Diferentes moléculas e e partículas, dependendo do tamanho, são capturadas por diferentes poros. Com o tempo de uso, o carvão ativado fica ‘cheio’ de poluentes e precisa ser trocado

MINÚSCULOS

Nas partes mais finas de suas reentrâncias, o carvão ativado tem de uma infinidade de pequenos poros, que podem ter meros nanômetros (bilionésimos de metro) de diâmetro

O primeiro passo para obter o carvão ativo é a queima incompleta da matéria-prima, seguida de um tratamento químico que produz no material queimado uma grande quantidade de minúsculas porosidades (no caso da pesquisa brasileira, da ordem de poucos nanômetros, ou bilionésimos de metro, de diâmetro).

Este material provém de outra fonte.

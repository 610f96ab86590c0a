use crate::config::{IndexSpec, Settings};
use crate::database::MongoDB;
use mongodb::bson::{doc, Document};
use mongodb::options::IndexOptions;
use mongodb::IndexModel;
use std::error::Error;

/// Runs the provisioning sequence in order: application user, collections,
/// indexes. No retries and no rollback; the first failure aborts the
/// remaining steps and propagates to the caller.
pub async fn run(db: &MongoDB, settings: &Settings) -> Result<(), Box<dyn Error>> {
    println!("Initializing BigData database...");

    create_app_user(db, settings).await?;
    create_collections(db, &settings.collections).await?;
    create_indexes(db, &settings.indexes).await?;

    println!("BigData database initialized successfully!");

    Ok(())
}

/// Creates the application user with readWrite scoped to the target database.
/// Fails if the user already exists.
async fn create_app_user(db: &MongoDB, settings: &Settings) -> Result<(), Box<dyn Error>> {
    log::info!(
        "👤 Creating user '{}' with readWrite on '{}'...",
        settings.user,
        settings.database
    );

    db.database()
        .run_command(doc! {
            "createUser": settings.user.as_str(),
            "pwd": settings.password.as_str(),
            "roles": [
                { "role": "readWrite", "db": settings.database.as_str() }
            ],
        })
        .await?;

    log::info!("   ✅ User created: {}", settings.user);

    Ok(())
}

/// Creates the collections explicitly, with no existence check first.
async fn create_collections(db: &MongoDB, collections: &[String]) -> Result<(), Box<dyn Error>> {
    log::info!("🗂️  Creating {} collections...", collections.len());

    for name in collections {
        db.database().create_collection(name).await?;
        log::info!("   ✅ Collection created: {}", name);
    }

    Ok(())
}

/// Builds the single-field ascending indexes, enabling the unique
/// constraint where the spec asks for it.
async fn create_indexes(db: &MongoDB, indexes: &[IndexSpec]) -> Result<(), Box<dyn Error>> {
    log::info!("🔧 Creating {} indexes...", indexes.len());

    for spec in indexes {
        let collection = db.database().collection::<Document>(&spec.collection);
        let field = spec.field.as_str();

        let model = IndexModel::builder()
            .keys(doc! { field: 1 })
            .options(IndexOptions::builder().unique(spec.unique).build())
            .build();

        collection.create_index(model).await?;

        log::info!(
            "   ✅ Index created: {}({}){}",
            spec.collection,
            spec.field,
            if spec.unique { " [unique]" } else { "" }
        );
    }

    Ok(())
}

Tais buraquinhos microscópicos no carvão ativo funcionam, grosso modo, como um sorvedouro, permitindo que partículas poluentes, em especial as moléculas orgânicas, sejam adsorvidas (ou seja, fixadas) na superfície do material, pelo qual possuem afinidade química. É óbvio que a capacidade de adsorção do material é limitada – após certo tempo, é preciso trocá-lo.

Coube aos pesquisadores brasileiros otimizar um coquetel adequado para produzir as porosidades no bagaço de cana queimado, com a quantidade e o tamanho desejados para um carvão ativo eficiente. O trabalho rendeu o depósito de uma patente, em parceria com a usina de cana.

“Do nosso ponto de vista, no estágio de bancada, é uma tecnologia praticamente pronta. É preciso agora o interesse empresarial para que ela ganhe uma escala maior”, diz Strauss. Enquanto isso não acontece, testes de campo da tecnologia já estão sendo feitos em território chinês, por meio de uma parceria organizada pelo Centro Brasil-China de Pesquisa e Inovação em Nanotecnologia.

Em túneis da rede viária da cidade de Xangai, o carvão ativo brasileiro está servindo para retirar parte dos poluentes que ficam parados no ar naquele espaço reduzido. Outras aplicações incluem o tratamento de esgoto e o de água para consumo humano.

A equipe do LNNano também descobriu como recobrir o carvão ativo com aglomerados de prata, que possuem atividade antimicrobiana. “Por ser uma tecnologia cara, é algo mais adequado para filtros domésticos ou aplicações médicas”, diz o especialista em nanobiotecnologia Diego Martinez, que também participa da pesquisa.

Nesse caso a produção industrial do carvão ativo “turbinado” não está tão próxima porque é preciso analisar melhor os efeitos dos aglomerados nanométricos de prata sobre o ambiente. De fato, estruturas na escala nanométrica têm propriedades químicas pouco usuais e às vezes potentes, o que demanda cautela.